Reproduce the entries below exactly, but only from the line containing "match export(&path, out)" to the line containing "other if other.starts_with('-')", inclusive.

*** Opening MATERIAL SUPPLIED ***

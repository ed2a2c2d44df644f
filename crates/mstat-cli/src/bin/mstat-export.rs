//! Export a log to CSV on stdout: one header row of stored field names,
//! then one row per record, in the file's own field order.

use std::ffi::OsString;
use std::io::{self, BufWriter, Write};
use std::path::{Path, PathBuf};

use mstat_cli::logging;
use mstat_core::Session;
use mstat_types::Record;

fn main() {
    let stdout = io::stdout();
    let mut out = BufWriter::new(stdout.lock());
    let mut stderr = io::stderr();
    let exit_code = run(std::env::args_os(), &mut out, &mut stderr);
    let _ = out.flush();
    if exit_code != 0 {
        std::process::exit(exit_code);
    }
}

fn run<I, W, E>(args: I, out: &mut W, err: &mut E) -> i32
where
    I: IntoIterator<Item = OsString>,
    W: Write,
    E: Write,
{
    let path = match parse_args(args) {
        Ok(Some(path)) => path,
        Ok(None) => {
            let _ = write_usage(out);
            return 0;
        }
        Err(message) => {
            let _ = writeln!(err, "error: {message}");
            let _ = write_usage(err);
            return 2;
        }
    };

    logging::init(false);

    match export(&path, out) {
        Ok(()) => 0,
        Err(error) => {
            let _ = writeln!(err, "error: {error}");
            error.exit_code()
        }
    }
}

fn export<W: Write>(path: &Path, out: &mut W) -> mstat_error::Result<()> {
    let mut session = Session::open(path)?;

    let header: Vec<&str> = session.schema().names().collect();
    writeln!(out, "{}", header.join(","))?;

    // The schema borrows the session, so decode into an owned clone.
    let schema = session.schema().clone();
    let mut record = Record::default();
    let mut row = String::new();
    while session.iterate(&mut record)? {
        row.clear();
        for (i, name) in schema.names().enumerate() {
            if i > 0 {
                row.push(',');
            }
            row.push_str(&record.get_by_name(name).to_string());
        }
        writeln!(out, "{row}")?;
    }
    Ok(())
}

/// `Ok(None)` means help was requested.
fn parse_args<I>(args: I) -> Result<Option<PathBuf>, String>
where
    I: IntoIterator<Item = OsString>,
{
    let mut iter = args.into_iter();
    let _argv0 = iter.next();

    let mut path: Option<PathBuf> = None;
    for argument in iter {
        let arg = argument.to_string_lossy();
        match arg.as_ref() {
            "-h" | "--help" => return Ok(None),
            other if other.starts_with('-') => {
                return Err(format!("unknown option `{other}`"));
            }
            _ => {
                if path.is_some() {
                    return Err(String::from(
                        "too many positional arguments; expected one data file",
                    ));
                }
                path = Some(PathBuf::from(argument));
            }
        }
    }

    let path = path.ok_or_else(|| String::from("missing path to data file"))?;
    Ok(Some(path))
}

fn write_usage<W: Write>(out: &mut W) -> io::Result<()> {
    writeln!(
        out,
        "usage: mstat-export <FILE>\n\
         \x20 -h, --help    this help message\n\
         \n\
         Writes the log as CSV on stdout."
    )
}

*** Closing MATERIAL SUPPLIED ***

ANSWER TO THIS TASK:
    match export(&path, out) {
        Ok(()) => 0,
        Err(error) => {
            let _ = writeln!(err, "error: {error}");
            error.exit_code()
        }
    }
}

fn export<W: Write>(path: &Path, out: &mut W) -> mstat_error::Result<()> {
    let mut session = Session::open(path)?;

    let header: Vec<&str> = session.schema().names().collect();
    writeln!(out, "{}", header.join(","))?;

    // The schema borrows the session, so decode into an owned clone.
    let schema = session.schema().clone();
    let mut record = Record::default();
    let mut row = String::new();
    while session.iterate(&mut record)? {
        row.clear();
        for (i, name) in schema.names().enumerate() {
            if i > 0 {
                row.push(',');
            }
            row.push_str(&record.get_by_name(name).to_string());
        }
        writeln!(out, "{row}")?;
    }
    Ok(())
}

/// `Ok(None)` means help was requested.
fn parse_args<I>(args: I) -> Result<Option<PathBuf>, String>
where
    I: IntoIterator<Item = OsString>,
{
    let mut iter = args.into_iter();
    let _argv0 = iter.next();

    let mut path: Option<PathBuf> = None;
    for argument in iter {
        let arg = argument.to_string_lossy();
        match arg.as_ref() {
            "-h" | "--help" => return Ok(None),
            other if other.starts_with('-') => {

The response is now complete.